6 min read
Running Azure Cognitive Services in Containers
Azure Cognitive Services can run in containers, enabling offline scenarios, reduced latency, and data sovereignty. This is crucial for edge computing and regulated industries. Let’s explore how to deploy them.
Why Containerized Cognitive Services?
- Latency: Process locally instead of round-trips to Azure
- Offline capability: Work without internet connectivity
- Data residency: Keep data on-premises
- Cost optimization: Reduce API call costs for high-volume scenarios
- Air-gapped environments: Deploy in secure networks
Available Container Images
# Text Analytics
mcr.microsoft.com/azure-cognitive-services/textanalytics/sentiment
mcr.microsoft.com/azure-cognitive-services/textanalytics/language
mcr.microsoft.com/azure-cognitive-services/textanalytics/keyphrase
# Computer Vision
mcr.microsoft.com/azure-cognitive-services/vision/read
# Speech
mcr.microsoft.com/azure-cognitive-services/speechservices/speech-to-text
mcr.microsoft.com/azure-cognitive-services/speechservices/text-to-speech
# Form Recognizer
mcr.microsoft.com/azure-cognitive-services/form-recognizer/layout
mcr.microsoft.com/azure-cognitive-services/form-recognizer/invoice
Setting Up Sentiment Analysis Container
1. Create Azure Resource for Billing
Even containerized services require an Azure resource for billing:
# Create resource group
az group create --name rg-cognitive-services --location australiaeast
# Create Text Analytics resource
az cognitiveservices account create \
--name my-text-analytics \
--resource-group rg-cognitive-services \
--kind TextAnalytics \
--sku S \
--location australiaeast
# Get keys and endpoint
az cognitiveservices account keys list \
--name my-text-analytics \
--resource-group rg-cognitive-services
az cognitiveservices account show \
--name my-text-analytics \
--resource-group rg-cognitive-services \
--query "properties.endpoint"
2. Run the Container
docker run -d \
--name sentiment \
-p 5000:5000 \
-e Eula=accept \
-e Billing=https://australiaeast.api.cognitive.microsoft.com/ \
-e ApiKey=your-api-key \
mcr.microsoft.com/azure-cognitive-services/textanalytics/sentiment:latest
3. Call the Local API
import requests
import json
def analyze_sentiment_local(texts: list[str]) -> dict:
"""Analyze sentiment using local container."""

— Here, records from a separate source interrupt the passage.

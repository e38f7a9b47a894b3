use chrono::{DateTime, Utc};
use serde::{Deserialize, Serialize};
use uuid::Uuid;

#[derive(Debug, Clone, PartialEq, Serialize, Deserialize)]
pub struct User {
    pub id: Uuid,
    pub name: String,
    pub created_at: DateTime<Utc>,
    pub updated_at: DateTime<Utc>,
}

impl User {
    pub fn new(name: impl Into<String>) -> Self {
        let now = super::now();
        Self {
            id: Uuid::new_v4(),
            name: name.into(),
            created_at: now,
            updated_at: now,
        }
    }
}
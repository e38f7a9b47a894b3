use std::path::PathBuf;
use std::sync::Arc;

use crate::app::error::Result;
use crate::config::Config;
use crate::fetcher::{Fetcher, HttpFetcher};
use crate::parser::FeedParser;
use crate::scheduler::FetchScheduler;
use crate::store::SqliteStore;

/// Everything a command needs, owned by `main` for the life of the process.
pub struct AppContext {
    pub config: Config,
    /// Where `config` is saved back to.
    pub config_path: PathBuf,
    pub store: Arc<SqliteStore>,
    pub fetcher: Arc<dyn Fetcher + Send + Sync>,
    pub parser: FeedParser,
}

impl AppContext {
    pub fn new(config: Config, config_path: PathBuf) -> Result<Self> {
        if let Some(parent) = config.database_path.parent() {
            std::fs::create_dir_all(parent)?;
        }
        let store = Arc::new(SqliteStore::new(&config.database_path)?);
        Self::with_store(config, config_path, store)
    }

    /// A context backed by an in-memory database.
    pub fn in_memory(config: Config, config_path: PathBuf) -> Result<Self> {
        let store = Arc::new(SqliteStore::in_memory()?);
        Self::with_store(config, config_path, store)
    }

    fn with_store(config: Config, config_path: PathBuf, store: Arc<SqliteStore>) -> Result<Self> {
        let fetcher: Arc<dyn Fetcher + Send + Sync> = Arc::new(HttpFetcher::new(&config.fetch)?);

        Ok(Self {
            config,
            config_path,
            store,
            fetcher,
            parser: FeedParser::new(),
        })
    }

    pub fn scheduler(&self) -> FetchScheduler<SqliteStore> {
        FetchScheduler::new(self.store.clone(), self.fetcher.clone(), self.parser.clone())
    }
}
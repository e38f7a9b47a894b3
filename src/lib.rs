//! # gator
//!
//! A multi-user RSS feed aggregator that runs unattended.
//!
//! ## Architecture
//!
//! The core is a single ingestion loop:
//!
//! ```text
//! Scheduler → Fetcher → Parser → (per item) Timestamp + Ingest → Store
//! ```
//!
//! ## Quick Start
//!
//! ```bash
//! gator register alice
//! gator addfeed "Rust Blog" https://blog.rust-lang.org/feed.xml
//! gator agg 1m
//! gator browse 5
//! ```

/// Application context, error types and the shutdown signal.
///
/// The [`AppContext`](app::AppContext) struct wires together the
/// configuration, store, fetcher and parser.
pub mod app;

/// Command-line interface using clap.
pub mod cli;

/// Configuration loaded from `~/.config/gator/config.toml`.
pub mod config;

/// Core domain models: users, feeds, follows and posts.
pub mod domain;

/// HTTP fetching.
///
/// - [`Fetcher`](fetcher::Fetcher): Async trait for feed fetching
/// - [`HttpFetcher`](fetcher::HttpFetcher): reqwest-based implementation
pub mod fetcher;

/// Turning parsed feed items into stored posts.
pub mod ingest;

/// Tracing subscriber setup.
pub mod logging;

/// Feed decoding for RSS 2.0 (quick-xml) and everything else (feed-rs).
pub mod parser;

/// Least-recently-fetched scheduling and the ingestion cycle.
pub mod scheduler;

/// SQLite persistence layer.
///
/// - [`FeedCatalog`](store::FeedCatalog), [`PostStore`](store::PostStore),
///   [`UserStore`](store::UserStore): storage traits
/// - [`SqliteStore`](store::SqliteStore): SQLite implementation
pub mod store;

/// Publication date normalization.
pub mod timestamp;
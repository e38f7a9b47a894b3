use std::time::Duration;

use url::Url;

use crate::app::{AppContext, GatorError, Result, Shutdown};
use crate::domain::{Feed, FeedFollow, PostWithFeed, User};
use crate::scheduler::{format_interval, parse_interval, CycleError, CycleReport};
use crate::store::{FeedCatalog, PostStore, UserStore};
use crate::timestamp::Layout;

/// Resolve the logged-in user from the configuration.
///
/// Commands that act on behalf of a user call this first and pass the result on.
pub fn current_user(ctx: &AppContext) -> Result<User> {
    let name = ctx
        .config
        .current_user_name
        .as_deref()
        .ok_or(GatorError::NotLoggedIn)?;

    ctx.store
        .get_user_by_name(name)?
        .ok_or_else(|| GatorError::UserNotFound(name.to_string()))
}

fn required(value: &str, what: &str) -> Result<String> {
    let value = value.trim();
    if value.is_empty() {
        return Err(GatorError::Other(format!("{} must not be empty", what)));
    }
    Ok(value.to_string())
}

pub fn register(ctx: &mut AppContext, name: &str) -> Result<User> {
    let user = User::new(required(name, "User name")?);

    ctx.store.create_user(&user).map_err(|e| match e {
        GatorError::UniqueViolation(name) => GatorError::UserExists(name),
        other => other,
    })?;
    ctx.config
        .set_current_user(Some(&user.name), &ctx.config_path)?;

    tracing::info!(user = %user.name, id = %user.id, "User registered");
    println!("User created: {}", user.name);
    Ok(user)
}

pub fn login(ctx: &mut AppContext, name: &str) -> Result<()> {
    let user = ctx
        .store
        .get_user_by_name(name.trim())?
        .ok_or_else(|| GatorError::UserNotFound(name.trim().to_string()))?;

    ctx.config
        .set_current_user(Some(&user.name), &ctx.config_path)?;
    println!("Logged in as {}", user.name);
    Ok(())
}

pub fn list_users(ctx: &AppContext) -> Result<()> {
    let users = ctx.store.list_users()?;

    if users.is_empty() {
        println!("No users");
        return Ok(());
    }

    let current = ctx.config.current_user_name.as_deref();
    for user in users {
        if Some(user.name.as_str()) == current {
            println!("* {} (current)", user.name);
        } else {
            println!("* {}", user.name);
        }
    }

    Ok(())
}

pub fn reset(ctx: &mut AppContext) -> Result<()> {
    let deleted = ctx.store.delete_all_users()?;
    ctx.config.set_current_user(None, &ctx.config_path)?;

    tracing::info!(deleted, "Database reset");
    println!("Reset complete: {} users deleted", deleted);
    Ok(())
}

pub fn add_feed(ctx: &AppContext, user: &User, name: &str, url: &str) -> Result<Feed> {
    let name = required(name, "Feed name")?;
    let url = required(url, "Feed URL")?;

    let parsed = Url::parse(&url)?;
    if !matches!(parsed.scheme(), "http" | "https") {
        return Err(GatorError::Other(format!(
            "Unsupported URL scheme: {}",
            parsed.scheme()
        )));
    }

    let feed = Feed::new(name, url, user.id);
    ctx.store.add_feed(&feed).map_err(|e| match e {
        GatorError::UniqueViolation(url) => GatorError::Other(format!("Feed already exists: {}", url)),
        other => other,
    })?;
    ctx.store.create_follow(&FeedFollow::new(user.id, feed.id))?;

    tracing::info!(feed = %feed.url, user = %user.name, "Feed added");
    println!("Added feed: {}\n  {}", feed.display_title(), feed.url);
    Ok(feed)
}

pub fn list_feeds(ctx: &AppContext) -> Result<()> {
    let feeds = ctx.store.list_feeds()?;

    if feeds.is_empty() {
        println!("No feeds");
        return Ok(());
    }

    for entry in feeds {
        let last = entry
            .feed
            .last_fetched_at
            .map(|at| at.format("%Y-%m-%d %H:%M").to_string())
            .unwrap_or_else(|| "never".to_string());
        println!(
            "{} (added by {}, fetched {})\n  {}",
            entry.feed.display_title(),
            entry.owner_name,
            last,
            entry.feed.url
        );
    }

    Ok(())
}

pub fn follow(ctx: &AppContext, user: &User, url: &str) -> Result<FeedFollow> {
    let url = url.trim();
    let feed = ctx
        .store
        .get_feed_by_url(url)?
        .ok_or_else(|| GatorError::FeedNotFound(url.to_string()))?;

    let follow = FeedFollow::new(user.id, feed.id);
    ctx.store.create_follow(&follow).map_err(|e| match e {
        GatorError::UniqueViolation(_) => GatorError::AlreadyFollowing(url.to_string()),
        other => other,
    })?;

    println!("{} now follows {}", user.name, feed.display_title());
    Ok(follow)
}

pub fn following(ctx: &AppContext, user: &User) -> Result<()> {
    let feeds = ctx.store.followed_feeds(user.id)?;

    if feeds.is_empty() {
        println!("{} is not following any feeds", user.name);
        return Ok(());
    }

    for feed in feeds {
        println!("* {}\n  {}", feed.display_title(), feed.url);
    }
    Ok(())
}

pub fn unfollow(ctx: &AppContext, user: &User, url: &str) -> Result<()> {
    let url = url.trim();
    if ctx.store.get_feed_by_url(url)?.is_none() {
        return Err(GatorError::FeedNotFound(url.to_string()));
    }
    if !ctx.store.delete_follow(user.id, url)? {
        return Err(GatorError::Other(format!("Not following: {}", url)));
    }

    println!("{} unfollowed {}", user.name, url);
    Ok(())
}

pub fn browse(ctx: &AppContext, user: &User, limit: usize) -> Result<Vec<PostWithFeed>> {
    let posts = ctx.store.posts_for_user(user.id, limit)?;

    if posts.is_empty() {
        println!("No posts");
        return Ok(posts);
    }

    for entry in &posts {
        let post = &entry.post;
        let date = post
            .published_at
            .map(|at| Layout::Rfc1123.format(at))
            .unwrap_or_else(|| "unknown date".to_string());

        println!("{} ({})", post.display_title(), entry.feed_name);
        println!("  {}", date);
        if let Some(preview) = post.description_preview(200) {
            println!("  {}", preview);
        }
        println!("  {}", post.url);
    }

    Ok(posts)
}

/// Run a single ingestion cycle. `None` when there is no feed to fetch.
pub async fn scrape(ctx: &AppContext) -> Result<Option<CycleReport>> {
    match ctx.scheduler().run_one_cycle(&Shutdown::never()).await {
        Ok(report) => {
            println!(
                "{}: {} new, {} already known, {} skipped, {} failed",
                report.feed.display_title(),
                report.stored,
                report.already_known,
                report.skipped,
                report.failed
            );
            Ok(Some(report))
        }
        Err(CycleError::NoFeedAvailable) => {
            println!("No feeds to fetch");
            Ok(None)
        }
        Err(e) => Err(GatorError::Other(e.to_string())),
    }
}

/// Parse `interval` and run ingestion cycles until `shutdown` fires.
pub async fn aggregate(ctx: &AppContext, interval: &str, shutdown: Shutdown) -> Result<()> {
    let every: Duration = parse_interval(interval)?;

    println!("Collecting feeds every {}", format_interval(every));
    ctx.scheduler().run_forever(every, shutdown).await;
    Ok(())
}
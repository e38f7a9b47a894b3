pub mod sqlite;

use chrono::{DateTime, Utc};
use uuid::Uuid;

use crate::app::Result;
use crate::domain::{Feed, FeedFollow, FeedWithOwner, Post, PostWithFeed, User};

pub use sqlite::SqliteStore;

/// Feed registry plus the fetch bookkeeping the scheduler relies on.
pub trait FeedCatalog {
    fn add_feed(&self, feed: &Feed) -> Result<()>;
    fn get_feed_by_url(&self, url: &str) -> Result<Option<Feed>>;
    fn list_feeds(&self) -> Result<Vec<FeedWithOwner>>;

    /// The feed fetched longest ago; never-fetched feeds come first.
    fn next_feed_to_fetch(&self) -> Result<Option<Feed>>;

    /// Set `last_fetched_at` and `updated_at` to `at`.
    fn mark_fetched(&self, feed_id: Uuid, at: DateTime<Utc>) -> Result<()>;

    /// Select and mark in one step, returning the feed as marked.
    ///
    /// Implementations shared between workers must make this atomic.
    fn claim_next_feed(&self, at: DateTime<Utc>) -> Result<Option<Feed>> {
        let Some(mut feed) = self.next_feed_to_fetch()? else {
            return Ok(None);
        };
        self.mark_fetched(feed.id, at)?;
        feed.last_fetched_at = Some(at);
        feed.updated_at = at;
        Ok(Some(feed))
    }
}

pub trait PostStore {
    /// Fails with [`GatorError::UniqueViolation`](crate::app::GatorError::UniqueViolation)
    /// when a post with the same URL already exists.
    fn insert_post(&self, post: &Post) -> Result<()>;
    fn get_post_by_url(&self, url: &str) -> Result<Option<Post>>;
    fn posts_for_user(&self, user_id: Uuid, limit: usize) -> Result<Vec<PostWithFeed>>;
    fn count_posts(&self) -> Result<usize>;
}

pub trait UserStore {
    fn create_user(&self, user: &User) -> Result<()>;
    fn get_user_by_name(&self, name: &str) -> Result<Option<User>>;
    fn list_users(&self) -> Result<Vec<User>>;
    fn delete_all_users(&self) -> Result<usize>;

    fn create_follow(&self, follow: &FeedFollow) -> Result<()>;
    fn followed_feeds(&self, user_id: Uuid) -> Result<Vec<Feed>>;
    /// Returns whether a follow was removed.
    fn delete_follow(&self, user_id: Uuid, feed_url: &str) -> Result<bool>;
}
use clap::Parser;

use gator::app::{shutdown, AppContext, Shutdown};
use gator::cli::{commands, Cli, Commands};
use gator::config::Config;
use gator::logging;

#[tokio::main]
async fn main() -> anyhow::Result<()> {
    let cli = Cli::parse();

    let config_path = match cli.config {
        Some(path) => path,
        None => Config::default_config_path()?,
    };
    let config = Config::load_from(&config_path)?;
    logging::init(&config.log)?;

    let mut ctx = AppContext::new(config, config_path)?;

    match cli.command {
        Commands::Register { name } => {
            commands::register(&mut ctx, &name)?;
        }
        Commands::Login { name } => {
            commands::login(&mut ctx, &name)?;
        }
        Commands::Users => {
            commands::list_users(&ctx)?;
        }
        Commands::Reset => {
            commands::reset(&mut ctx)?;
        }
        Commands::AddFeed { name, url } => {
            let user = commands::current_user(&ctx)?;
            commands::add_feed(&ctx, &user, &name, &url)?;
        }
        Commands::Feeds => {
            commands::list_feeds(&ctx)?;
        }
        Commands::Follow { url } => {
            let user = commands::current_user(&ctx)?;
            commands::follow(&ctx, &user, &url)?;
        }
        Commands::Following => {
            let user = commands::current_user(&ctx)?;
            commands::following(&ctx, &user)?;
        }
        Commands::Unfollow { url } => {
            let user = commands::current_user(&ctx)?;
            commands::unfollow(&ctx, &user, &url)?;
        }
        Commands::Browse { limit } => {
            let user = commands::current_user(&ctx)?;
            commands::browse(&ctx, &user, limit)?;
        }
        Commands::Scrape => {
            commands::scrape(&ctx).await?;
        }
        Commands::Agg { time_between_reqs } => {
            let (trigger, signal) = Shutdown::channel();
            shutdown::listen_for_signals(trigger);
            commands::aggregate(&ctx, &time_between_reqs, signal).await?;
        }
    }

    Ok(())
}
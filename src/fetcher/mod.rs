pub mod http_fetcher;

use async_trait::async_trait;
use thiserror::Error;

use crate::app::Shutdown;

pub use http_fetcher::HttpFetcher;

#[derive(Debug, Error)]
pub enum FetchError {
    #[error("Network error: {0}")]
    Network(#[from] reqwest::Error),

    #[error("Unexpected HTTP status {0}")]
    HttpStatus(u16),

    #[error("Request timed out")]
    Timeout,

    #[error("Fetch cancelled")]
    Cancelled,

    #[error("Response body exceeds {limit} bytes")]
    ResponseTooLarge { limit: usize },
}

/// One bounded GET of a feed URL.
///
/// Implementations must give up with [`FetchError::Cancelled`] once
/// `shutdown` fires.
#[async_trait]
pub trait Fetcher {
    async fn fetch(&self, url: &str, shutdown: &Shutdown) -> Result<Vec<u8>, FetchError>;
}
use thiserror::Error;

use crate::config::ConfigError;
use crate::scheduler::IntervalError;

#[derive(Error, Debug)]
pub enum GatorError {
    #[error("Database error: {0}")]
    Database(#[from] rusqlite::Error),

    #[error("Migration error: {0}")]
    Migration(#[from] rusqlite_migration::Error),

    #[error("Unique constraint violated: {0}")]
    UniqueViolation(String),

    #[error("HTTP error: {0}")]
    Http(#[from] reqwest::Error),

    #[error("Invalid URL: {0}")]
    InvalidUrl(#[from] url::ParseError),

    #[error("IO error: {0}")]
    Io(#[from] std::io::Error),

    #[error("Configuration error: {0}")]
    Config(#[from] ConfigError),

    #[error("Invalid interval: {0}")]
    InvalidInterval(#[from] IntervalError),

    #[error("No user logged in, please log in first")]
    NotLoggedIn,

    #[error("User not found: {0}")]
    UserNotFound(String),

    #[error("User already exists: {0}")]
    UserExists(String),

    #[error("Feed not found: {0}")]
    FeedNotFound(String),

    #[error("Already following: {0}")]
    AlreadyFollowing(String),

    #[error("{0}")]
    Other(String),
}

pub type Result<T> = std::result::Result<T, GatorError>;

url = "http://localhost:5000/text/analytics/v3.0/sentiment"
documents = [
{"id": str(i), "text": text, "language": "en"}
for i, text in enumerate(texts)
]
response = requests.post(
url,
headers={"Content-Type": "application/json"},
json={"documents": documents}
)
return response.json()
# Usage
texts = [
"Azure is fantastic for enterprise workloads!",
"The deployment failed again, this is frustrating.",
"The weather is nice today."
]
results = analyze_sentiment_local(texts)
for doc in results["documents"]:
print(f"Text {doc['id']}: {doc['sentiment']} (confidence: {doc['confidenceScores']})")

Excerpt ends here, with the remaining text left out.